Toppin grinned and pulled out a reference to the Kristy Krab Diner from SpongeBob SquarePants: “It’s like the Krabby Patty (sandwich) formula. It’s secret.”
Another time in a game where Toppin had several dunks and Crutcher had a similar number of long three pointers, I asked them, “Which is tougher to pull off — the alley-oop dunk or the deep three?”
They both gave impassioned answers and then Toppin ended the debate by saying:
“But I can hit three pointers, too!”
Senior Trey Landers has watched their bond develop since they joined the team:
“They’re roommates so their chemistry is a little bit stronger than it might be with other people. It’s easy to see those guys love each other.
“But in a lot of ways that’s kind of the story of our team. We really care about each other — we do love the other guys — and it shows by the way we play on the court.”
Trip to New York
Last summer Crutcher went to visit Toppin and his family in New York.
“We took him all over,” Toppin said. “We went to Times Square and a water park and to Long Island Beach. We went out to restaurants and played basketball and we visited my grandmother and she cooked.
“Jalen liked the subway, but he said he felt like he was in The Matrix, that there was top many people around.”
Roni is known for eggplant parmesan and especially the empanadas she makes and brings to Obi and the team when they play nearby. This year she took a bunch to a game in Philadelphia. Last year she brought her son several dozen when the Flyers played at Fordham.

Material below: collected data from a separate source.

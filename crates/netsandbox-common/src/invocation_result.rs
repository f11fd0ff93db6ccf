//! Structured result returned by every invocation

use serde::{Deserialize, Serialize};

/// Identifiers touched by an invocation.
///
/// For `start` these are the created resources; for `stop` the resources that
/// were resolved from tags (absent when nothing matched).
#[derive(Debug, Clone, Default, PartialEq, Eq, Serialize, Deserialize)]
pub struct ResourceIds {
    pub vpc_id: Option<String>,
    pub subnet_id: Option<String>,
    pub instance_id: Option<String>,
    pub security_group_id: Option<String>,
    pub internet_gateway_id: Option<String>,
    pub route_table_id: Option<String>,
}

impl ResourceIds {
    /// True when no identifier is present
    pub fn is_empty(&self) -> bool {
        self.vpc_id.is_none()
            && self.subnet_id.is_none()
            && self.instance_id.is_none()
            && self.security_group_id.is_none()
            && self.internet_gateway_id.is_none()
            && self.route_table_id.is_none()
    }
}

/// Outcome of one invocation, serialized with a `status` discriminator:
///
/// ```json
/// {"status": "SUCCESS", "vpc_id": "vpc-1", "subnet_id": "subnet-1", ...}
/// {"status": "ERROR", "message": "..."}
/// ```
#[derive(Debug, Clone, PartialEq, Eq, Serialize, Deserialize)]
#[serde(tag = "status")]
pub enum InvocationResult {
    #[serde(rename = "SUCCESS")]
    Success(ResourceIds),
    #[serde(rename = "ERROR")]
    Error { message: String },
}

impl InvocationResult {
    pub fn success(ids: ResourceIds) -> Self {
        Self::Success(ids)
    }

    pub fn error(message: impl Into<String>) -> Self {
        Self::Error {
            message: message.into(),
        }
    }

    pub fn is_success(&self) -> bool {
        matches!(self, Self::Success(_))
    }

    /// Identifiers on success, `None` on error
    pub fn ids(&self) -> Option<&ResourceIds> {
        match self {
            Self::Success(ids) => Some(ids),
            Self::Error { .. } => None,
        }
    }
}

When she comes to Dayton she makes them here: “I found a Spanish grocery there in town where I can get everything I need.”
Over Easter break there had been some talk that Toppin might visit Memphis for the first time. Sheila said Jalen has talked about bringing him to a famed “hot wings place where the NBA and University of Memphis players all eat” and, of course, down to Beale Street.
The fact that their day-to-day life is about to end – Toppin almost certainly will leave for the NBA draft after the Flyers’ season ends – saddened both a little.
“Who knows, we might end up playing together again,” Crutcher said quietly. “I do know me and him will be friends forever. He always says I’m gonna be the best man in his wedding and stuff.”
Toppin nodded: “We’re going to be friends ‘til the end. We been through so much together that our connection is like no other. We could be blood brothers.”
One thing about their connection though has caught Roni a bit off guard:
“I think Obi’s starting to sound like he’s from Memphis. He’s getting an accent.
“I tell him, ‘Obi… Obi, you’re from Brooklyn, not Memphis! When you talk, you’re starting to sound like Jalen! You two sound alike.’”
In other words, they’re sounding like an old married couple.